Section 7 of the Securities and Exchange Act of 1934, 15 U.S.C.A. § 78g authorizes the Federal Reserve Board to regulate margin transactions and forbids violations of the Board's regulations. Regulation T, promulgated under authority of section 7, generally establishes the margin rate for security purchases at 50 percent, meaning that a purchaser generally must advance half of the purchase price of securities acquired "on margin." Regulation T also provided, in pertinent part:

In case a customer purchases a security (other than an exempted security) in the special cash account and does not make full cash payment for the security within 7 days after the date on which the security is so purchased, the creditor 4 shall, except as provided in paragraphs (c)(3) through (7) of this section, promptly cancel or otherwise liquidate the transaction or the unsettled portion thereof.
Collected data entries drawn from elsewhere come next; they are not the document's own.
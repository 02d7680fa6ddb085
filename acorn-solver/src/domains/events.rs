use enumset::enum_set;
use enumset::EnumSet;
use enumset::EnumSetType;

/// A change that happened to a scalar domain since it was last drained.
///
/// The accumulated event set is the delta arcs use to decide whether they need
/// to re-propagate.
#[derive(Debug, EnumSetType)]
pub enum DomainEvent {
    /// The minimum increased.
    LowerBound,
    /// The maximum decreased.
    UpperBound,
    /// A value was removed from the domain.
    Removal,
    /// The domain became bound to a single value.
    Assign,
}

/// A subscription mask over [`DomainEvent`]s.
#[derive(Debug, Clone, Copy)]
pub struct DomainEvents {
    events: EnumSet<DomainEvent>,
}

impl DomainEvents {
    /// Lower and upper bound tightening, value removal, and assignment.
    pub const ANY: DomainEvents = DomainEvents::from_set(enum_set!(
        DomainEvent::LowerBound | DomainEvent::UpperBound | DomainEvent::Removal | DomainEvent::Assign
    ));
    /// Lower and upper bound tightening only.
    pub const BOUNDS: DomainEvents =
        DomainEvents::from_set(enum_set!(DomainEvent::LowerBound | DomainEvent::UpperBound));
    /// Lower bound tightening only.
    pub const LOWER_BOUND: DomainEvents = DomainEvents::from_set(enum_set!(DomainEvent::LowerBound));
    /// Upper bound tightening only.
    pub const UPPER_BOUND: DomainEvents = DomainEvents::from_set(enum_set!(DomainEvent::UpperBound));
    /// Assignment to a single value only.
    pub const ASSIGN: DomainEvents = DomainEvents::from_set(enum_set!(DomainEvent::Assign));

    pub(crate) const fn from_set(events: EnumSet<DomainEvent>) -> DomainEvents {
        DomainEvents { events }
    }

    pub(crate) fn intersects(self, events: EnumSet<DomainEvent>) -> bool {
        !(self.events & events).is_empty()
    }
}

/// A change that happened to a set domain since it was last drained.
#[derive(Debug, EnumSetType)]
pub enum SetDomainEvent {
    /// A value moved into the required set.
    Required,
    /// A value was removed from the possible set.
    Excluded,
    /// The required and possible sets became equal.
    Assign,
}

/// A subscription mask over [`SetDomainEvent`]s.
#[derive(Debug, Clone, Copy)]
pub struct SetDomainEvents {
    events: EnumSet<SetDomainEvent>,
}

impl SetDomainEvents {
    pub const ANY: SetDomainEvents = SetDomainEvents::from_set(enum_set!(
        SetDomainEvent::Required | SetDomainEvent::Excluded | SetDomainEvent::Assign
    ));

    pub(crate) const fn from_set(events: EnumSet<SetDomainEvent>) -> SetDomainEvents {
        SetDomainEvents { events }
    }

    pub(crate) fn intersects(self, events: EnumSet<SetDomainEvent>) -> bool {
        !(self.events & events).is_empty()
    }
}
mod constraint_operation_error;
mod propagation_status;

pub use constraint_operation_error::ConstraintOperationError;
pub use propagation_status::EmptyDomain;
pub use propagation_status::PropagationFailure;
pub use propagation_status::PropagationStatus;
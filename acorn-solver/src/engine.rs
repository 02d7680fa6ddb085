//! The user-facing engine: variable creation, constraint posting, and
//! propagation to a fixpoint, wrapped around the graph and a pluggable
//! algorithm.

use fnv::FnvHashMap;

use crate::algorithms::AlgorithmStrength;
use crate::algorithms::ExhaustivePropagator;
use crate::algorithms::PropagationAlgorithm;
use crate::algorithms::WorklistPropagator;
use crate::arcs::boolean::ReificationArc;
use crate::arcs::boolean::Tribool;
use crate::arcs::ReadDomains;
use crate::basic_types::ConstraintOperationError;
use crate::basic_types::PropagationStatus;
use crate::constraints::Constraint;
use crate::containers::KeyedVec;
use crate::domains::Domain;
use crate::domains::DomainValue;
use crate::domains::SetDomain;
use crate::graph::NodeArcGraph;
use crate::graph::VariableChangeListener;
use crate::nodes::BoolNode;
use crate::nodes::GenericIndex;
use crate::nodes::GenericNode;
use crate::nodes::GenericNodeId;
use crate::nodes::NodeId;
use crate::nodes::SetNodeId;

/// Which propagation algorithm drives the engine.
///
/// The worklist algorithm only revisits arcs whose watched nodes changed; the
/// exhaustive algorithm revisits every arc each pass until a full pass changes
/// nothing. Both reach the same fixpoint, so the exhaustive one mainly serves
/// as a cross-check.
#[derive(Clone, Copy, Debug, Default, PartialEq, Eq)]
pub enum AlgorithmChoice {
    #[default]
    Worklist,
    Exhaustive,
}

/// Configuration of a [`PropagationEngine`].
#[derive(Clone, Copy, Debug)]
pub struct EngineOptions {
    pub algorithm: AlgorithmChoice,
    pub strength: AlgorithmStrength,
    /// Whether posting a constraint immediately propagates to a fixpoint. An
    /// infeasibility detected this way surfaces as
    /// [`ConstraintOperationError::Infeasible`] from the post itself.
    pub auto_propagate: bool,
}

impl Default for EngineOptions {
    fn default() -> Self {
        EngineOptions {
            algorithm: AlgorithmChoice::default(),
            strength: AlgorithmStrength::default(),
            auto_propagate: true,
        }
    }
}

/// The propagation engine: a [`NodeArcGraph`] plus the algorithm that drives
/// it to a fixpoint and a registry of named and generic variables.
pub struct PropagationEngine<T: DomainValue> {
    graph: NodeArcGraph<T>,
    algorithm: Box<dyn PropagationAlgorithm<T>>,
    options: EngineOptions,
    names: FnvHashMap<Box<str>, NodeId>,
    generics: KeyedVec<GenericNodeId, GenericNode>,
}

impl<T: DomainValue> Default for PropagationEngine<T> {
    fn default() -> Self {
        PropagationEngine::with_options(T::default_tolerance(), EngineOptions::default())
    }
}

impl<T: DomainValue> std::fmt::Debug for PropagationEngine<T> {
    fn fmt(&self, f: &mut std::fmt::Formatter<'_>) -> std::fmt::Result {
        f.debug_struct("PropagationEngine")
            .field("graph", &self.graph)
            .field("options", &self.options)
            .finish()
    }
}

fn build_algorithm<T: DomainValue>(options: EngineOptions) -> Box<dyn PropagationAlgorithm<T>> {
    match options.algorithm {
        AlgorithmChoice::Worklist => Box::new(WorklistPropagator::new(options.strength)),
        AlgorithmChoice::Exhaustive => Box::new(ExhaustivePropagator::new(options.strength)),
    }
}

impl<T: DomainValue> PropagationEngine<T> {
    pub fn with_options(tolerance: T, options: EngineOptions) -> Self {
        PropagationEngine {
            graph: NodeArcGraph::new(tolerance),
            algorithm: build_algorithm(options),
            options,
            names: FnvHashMap::default(),
            generics: KeyedVec::default(),
        }
    }

    pub fn options(&self) -> EngineOptions {
        self.options
    }

    /// A new variable with an interval domain `[min, max]` and a generated
    /// name.
    pub fn new_variable(&mut self, min: T, max: T) -> NodeId {
        let name = format!("v{}", self.names.len());
        self.new_named_variable(&name, min, max)
    }

    pub fn new_named_variable(&mut self, name: &str, min: T, max: T) -> NodeId {
        let domain = Domain::interval(min, max, self.graph.graph_tolerance());
        let node = self.graph.new_node(name, domain);
        let _ = self.names.insert(name.into(), node);
        node
    }

    /// A new variable restricted to an explicit set of values.
    pub fn new_enumerated_variable(&mut self, name: &str, values: Vec<T>) -> NodeId {
        let domain = Domain::enumerated(values, self.graph.graph_tolerance());
        let node = self.graph.new_node(name, domain);
        let _ = self.names.insert(name.into(), node);
        node
    }

    pub fn new_bool_variable(&mut self, name: &str) -> BoolNode {
        let node = self.graph.new_bool_node(name);
        let _ = self.names.insert(name.into(), node.node());
        node
    }

    /// A new set variable whose possible values are `possible` and whose
    /// required set starts empty.
    pub fn new_set_variable(&mut self, name: &str, possible: Vec<T>) -> SetNodeId {
        let domain = SetDomain::new(possible, self.graph.graph_tolerance());
        self.graph.new_set_node(name, domain)
    }

    /// A new generic (indexed) variable: one scalar member per point of the
    /// index space, each with the interval domain `[min, max]`.
    pub fn new_generic_variable(
        &mut self,
        name: &str,
        indices: Vec<GenericIndex>,
        min: T,
        max: T,
    ) -> Result<GenericNodeId, ConstraintOperationError> {
        let count: usize = indices.iter().map(GenericIndex::cardinality).product();
        let nodes = (0..count)
            .map(|flat| {
                let member = format!("{name}[{flat}]");
                self.new_named_variable(&member, min, max)
            })
            .collect();
        let generic = GenericNode::new(name.into(), indices, nodes)?;
        Ok(self.generics.push(generic))
    }

    pub fn generic_node(&self, id: GenericNodeId) -> &GenericNode {
        &self.generics[id]
    }

    /// The node registered under `name`, if any.
    pub fn variable(&self, name: &str) -> Option<NodeId> {
        self.names.get(name).copied()
    }

    /// Validates and compiles a constraint onto the graph. With
    /// `auto_propagate` the new arcs are immediately driven to a fixpoint.
    pub fn add_constraint(
        &mut self,
        constraint: impl Constraint<T> + 'static,
    ) -> Result<(), ConstraintOperationError> {
        self.add_boxed_constraint(Box::new(constraint))
    }

    pub fn add_boxed_constraint(
        &mut self,
        constraint: Box<dyn Constraint<T>>,
    ) -> Result<(), ConstraintOperationError> {
        constraint.validate()?;
        constraint.compile(&mut self.graph)?;
        if self.options.auto_propagate {
            self.propagate()?;
        }
        Ok(())
    }

    /// Attaches a constraint to a fresh boolean variable instead of posting
    /// it: the boolean becomes true exactly when the constraint holds.
    ///
    /// Fails with [`ConstraintOperationError::NotReifiable`] if the constraint
    /// has no postable opposite.
    pub fn reify(
        &mut self,
        name: &str,
        constraint: Box<dyn Constraint<T>>,
    ) -> Result<BoolNode, ConstraintOperationError> {
        let bool_node = self.new_bool_variable(name);
        let arc = ReificationArc::new(bool_node, constraint)?;
        let _ = self.graph.add_arc(Box::new(arc));
        if self.options.auto_propagate {
            self.propagate()?;
        }
        Ok(bool_node)
    }

    /// Propagates to a fixpoint. On failure the domains are left partially
    /// tightened; callers needing rollback must snapshot beforehand.
    pub fn propagate(&mut self) -> PropagationStatus {
        self.algorithm.propagate(&mut self.graph)
    }

    /// Evaluates a constraint's truth against the current domains without
    /// posting it.
    pub fn truth(&self, constraint: &dyn Constraint<T>) -> Tribool {
        constraint.truth(&self.graph)
    }

    pub fn add_listener(&mut self, listener: Box<dyn VariableChangeListener<T>>) {
        self.graph.add_listener(listener);
    }

    // Domain queries.

    pub fn min(&self, node: NodeId) -> T {
        self.graph.min(node)
    }

    pub fn max(&self, node: NodeId) -> T {
        self.graph.max(node)
    }

    pub fn is_bound(&self, node: NodeId) -> bool {
        self.graph.is_bound(node)
    }

    pub fn contains(&self, node: NodeId, value: T) -> bool {
        self.graph.contains(node, value)
    }

    pub fn tribool(&self, node: BoolNode) -> Tribool {
        self.graph.tribool(node)
    }

    pub fn is_possible(&self, set: SetNodeId, value: T) -> bool {
        self.graph.is_possible(set, value)
    }

    pub fn is_required(&self, set: SetNodeId, value: T) -> bool {
        self.graph.is_required(set, value)
    }

    // User-level domain tightenings. These record a change delta like any
    // arc-made change, so the next propagation wakes the dependent arcs.

    pub fn set_min(&mut self, node: NodeId, value: T) -> PropagationStatus {
        self.graph.set_min(node, value)
    }

    pub fn set_max(&mut self, node: NodeId, value: T) -> PropagationStatus {
        self.graph.set_max(node, value)
    }

    pub fn assign(&mut self, node: NodeId, value: T) -> PropagationStatus {
        self.graph.assign(node, value)
    }

    pub fn remove_value(&mut self, node: NodeId, value: T) -> PropagationStatus {
        self.graph.remove_value(node, value)
    }

    pub fn bind_bool(&mut self, node: BoolNode, value: bool) -> PropagationStatus {
        self.graph.bind_bool(node, value)
    }

    pub fn require(&mut self, set: SetNodeId, value: T) -> PropagationStatus {
        self.graph.require(set, value)
    }

    pub fn exclude(&mut self, set: SetNodeId, value: T) -> PropagationStatus {
        self.graph.exclude(set, value)
    }
}
use std::ops::Not;

use enumset::EnumSet;

use crate::containers::StorageKey;
use crate::domains::Domain;
use crate::domains::DomainEvent;
use crate::domains::SetDomain;
use crate::domains::SetDomainEvent;

/// The identifier of a scalar node in the graph.
#[derive(Clone, Copy, Debug, PartialEq, Eq, Hash, PartialOrd, Ord)]
pub struct NodeId {
    pub id: u32,
}

impl StorageKey for NodeId {
    fn index(&self) -> usize {
        self.id as usize
    }

    fn create_from_index(index: usize) -> Self {
        NodeId { id: index as u32 }
    }
}

/// The identifier of a set node in the graph. Set nodes live in their own
/// store, so their ids must not be mixed with scalar [`NodeId`]s.
#[derive(Clone, Copy, Debug, PartialEq, Eq, Hash)]
pub struct SetNodeId {
    pub id: u32,
}

impl StorageKey for SetNodeId {
    fn index(&self) -> usize {
        self.id as usize
    }

    fn create_from_index(index: usize) -> Self {
        SetNodeId { id: index as u32 }
    }
}

/// A scalar graph vertex: one domain plus the change events accumulated since
/// the delta was last drained. The delta is collected once per mutation batch,
/// not once per scalar change, so dependent arcs can coalesce their reactions.
#[derive(Debug, Clone)]
pub struct Node<T> {
    pub(crate) name: Box<str>,
    pub(crate) domain: Domain<T>,
    pub(crate) pending: EnumSet<DomainEvent>,
}

impl<T> Node<T> {
    pub(crate) fn new(name: Box<str>, domain: Domain<T>) -> Self {
        Node {
            name,
            domain,
            pending: EnumSet::empty(),
        }
    }

    pub fn name(&self) -> &str {
        &self.name
    }

    pub fn domain(&self) -> &Domain<T> {
        &self.domain
    }
}

/// A set-valued graph vertex.
#[derive(Debug, Clone)]
pub struct SetNode<T> {
    pub(crate) name: Box<str>,
    pub(crate) domain: SetDomain<T>,
    pub(crate) pending: EnumSet<SetDomainEvent>,
}

impl<T> SetNode<T> {
    pub(crate) fn new(name: Box<str>, domain: SetDomain<T>) -> Self {
        SetNode {
            name,
            domain,
            pending: EnumSet::empty(),
        }
    }

    pub fn name(&self) -> &str {
        &self.name
    }

    pub fn domain(&self) -> &SetDomain<T> {
        &self.domain
    }
}

/// A boolean view of a scalar node with domain `{0, 1}`. The view carries a
/// polarity, so the negation of a boolean variable is free and does not
/// require an arc.
///
/// A boolean node is in one of three states: true, false, or undetermined
/// (its underlying domain is not yet bound).
#[derive(Clone, Copy, Debug, PartialEq, Eq, Hash)]
pub struct BoolNode {
    node: NodeId,
    negated: bool,
}

impl BoolNode {
    pub(crate) fn new(node: NodeId) -> Self {
        BoolNode {
            node,
            negated: false,
        }
    }

    pub fn node(&self) -> NodeId {
        self.node
    }

    pub(crate) fn is_negated(&self) -> bool {
        self.negated
    }
}

impl Not for BoolNode {
    type Output = BoolNode;

    fn not(self) -> Self::Output {
        BoolNode {
            node: self.node,
            negated: !self.negated,
        }
    }
}
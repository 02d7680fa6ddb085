//! Three-valued boolean logic. The propagation rules are pure functions over
//! the [`Tribool`] variant and the operator tag, which keeps the full rule set
//! exhaustively testable: every operator has at most 27 input combinations.

/// The state of a boolean-valued node: determined true, determined false, or
/// not yet determined.
#[derive(Clone, Copy, Debug, PartialEq, Eq, Hash)]
pub enum Tribool {
    True,
    False,
    Undetermined,
}

impl Tribool {
    pub fn from_bool(value: bool) -> Tribool {
        if value {
            Tribool::True
        } else {
            Tribool::False
        }
    }

    pub fn as_bool(self) -> Option<bool> {
        match self {
            Tribool::True => Some(true),
            Tribool::False => Some(false),
            Tribool::Undetermined => None,
        }
    }

    pub fn is_determined(self) -> bool {
        self != Tribool::Undetermined
    }

    pub fn negate(self) -> Tribool {
        match self {
            Tribool::True => Tribool::False,
            Tribool::False => Tribool::True,
            Tribool::Undetermined => Tribool::Undetermined,
        }
    }
}

/// The logical operator of a boolean arc. `Not` is unary; the remaining
/// operators are binary.
#[derive(Clone, Copy, Debug, PartialEq, Eq, Hash)]
pub enum BoolOperator {
    And,
    Or,
    Xor,
    Implies,
    Eq,
    Not,
}

impl BoolOperator {
    pub fn is_unary(self) -> bool {
        self == BoolOperator::Not
    }

    pub fn evaluate(self, x: bool, y: bool) -> bool {
        match self {
            BoolOperator::And => x && y,
            BoolOperator::Or => x || y,
            BoolOperator::Xor => x != y,
            BoolOperator::Implies => !x || y,
            BoolOperator::Eq => x == y,
            BoolOperator::Not => !x,
        }
    }
}

/// The result of `x op y`, determined only when the operands pin it.
pub fn result_of(op: BoolOperator, x: Tribool, y: Tribool) -> Tribool {
    use Tribool::*;

    match op {
        BoolOperator::Not => x.negate(),
        BoolOperator::And => match (x, y) {
            (False, _) | (_, False) => False,
            (True, True) => True,
            _ => Undetermined,
        },
        BoolOperator::Or => match (x, y) {
            (True, _) | (_, True) => True,
            (False, False) => False,
            _ => Undetermined,
        },
        BoolOperator::Xor => match (x.as_bool(), y.as_bool()) {
            (Some(x), Some(y)) => Tribool::from_bool(x != y),
            _ => Undetermined,
        },
        BoolOperator::Eq => match (x.as_bool(), y.as_bool()) {
            (Some(x), Some(y)) => Tribool::from_bool(x == y),
            _ => Undetermined,
        },
        BoolOperator::Implies => match (x, y) {
            (False, _) | (_, True) => True,
            (True, False) => False,
            _ => Undetermined,
        },
    }
}

/// Infers the left operand of `x op y = result`, given the determined result
/// and the state of the right operand.
pub fn infer_left(op: BoolOperator, result: bool, right: Tribool) -> Tribool {
    use Tribool::*;

    match op {
        BoolOperator::Not => Tribool::from_bool(!result),
        BoolOperator::And => {
            if result {
                True
            } else if right == True {
                False
            } else {
                Undetermined
            }
        }
        BoolOperator::Or => {
            if !result {
                False
            } else if right == False {
                True
            } else {
                Undetermined
            }
        }
        BoolOperator::Xor => match right.as_bool() {
            Some(right) => Tribool::from_bool(result != right),
            None => Undetermined,
        },
        BoolOperator::Eq => match right.as_bool() {
            Some(right) => Tribool::from_bool(result == right),
            None => Undetermined,
        },
        BoolOperator::Implies => {
            if !result {
                True
            } else if right == False {
                False
            } else {
                Undetermined
            }
        }
    }
}

/// Infers the right operand of `x op y = result`, given the determined result
/// and the state of the left operand.
pub fn infer_right(op: BoolOperator, result: bool, left: Tribool) -> Tribool {
    use Tribool::*;

    match op {
        // The unary operator has no right operand to infer.
        BoolOperator::Not => Undetermined,
        BoolOperator::And | BoolOperator::Or | BoolOperator::Xor | BoolOperator::Eq => {
            infer_left(op, result, left)
        }
        BoolOperator::Implies => {
            if !result {
                False
            } else if left == True {
                True
            } else {
                Undetermined
            }
        }
    }
}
12 C.F.R. Part 220.4(c)(2) (1983). 5

Prior to Cort v. Ash, 422 U.S. 66, 95 S.Ct. 2080, 45 L.Ed.2d 26 (1975), numerous courts had recognized a private right of action under section 7 and its regulations, yet none is explicitly granted by the act. See, e.g., Goldman v. Bank of the Commonwealth, 467 F.2d 439, 445-46 (6th Cir.1972) (Regulation U); Pearlstein v. Scudder & German, 429 F.2d 1136, 1139 (2d Cir.1970) (Regulation T), cert. denied, 401 U.S. 1013, 91 S.Ct. 1250, 28 L.Ed.2d 550 (1971). 6 In Cort, the Court set forth criteria for determining whether a statute implies a private right of action. The first Cort factor identifies whether the plaintiff is one "for whose especial benefit the statute was enacted"; the second, and most important, is whether there is any indication of Congressional intent to create a private remedy; the third is whether a private remedy is consistent with the legislative scheme; and the fourth is whether it would be inappropriate to infer a federal claim in an area traditionally relegated to state law. Cort, at 95 S.Ct. 2087; Herman & MacLean v. Huddleston, 459 U.S. 375, 103 S.Ct. 683, 686-90, 74 L.Ed.2d 548 (1983); Merrill Lynch, Pierce, Fenner & Smith, Inc. v. Curran, 456 U.S. 353, 374-78, 102 S.Ct. 1825, 1837, 72 L.Ed.2d 182 (1982).

Since Cort, every circuit court of appeals considering this issue has denied investors a private remedy under section 7 and its regulations. 7 We agree.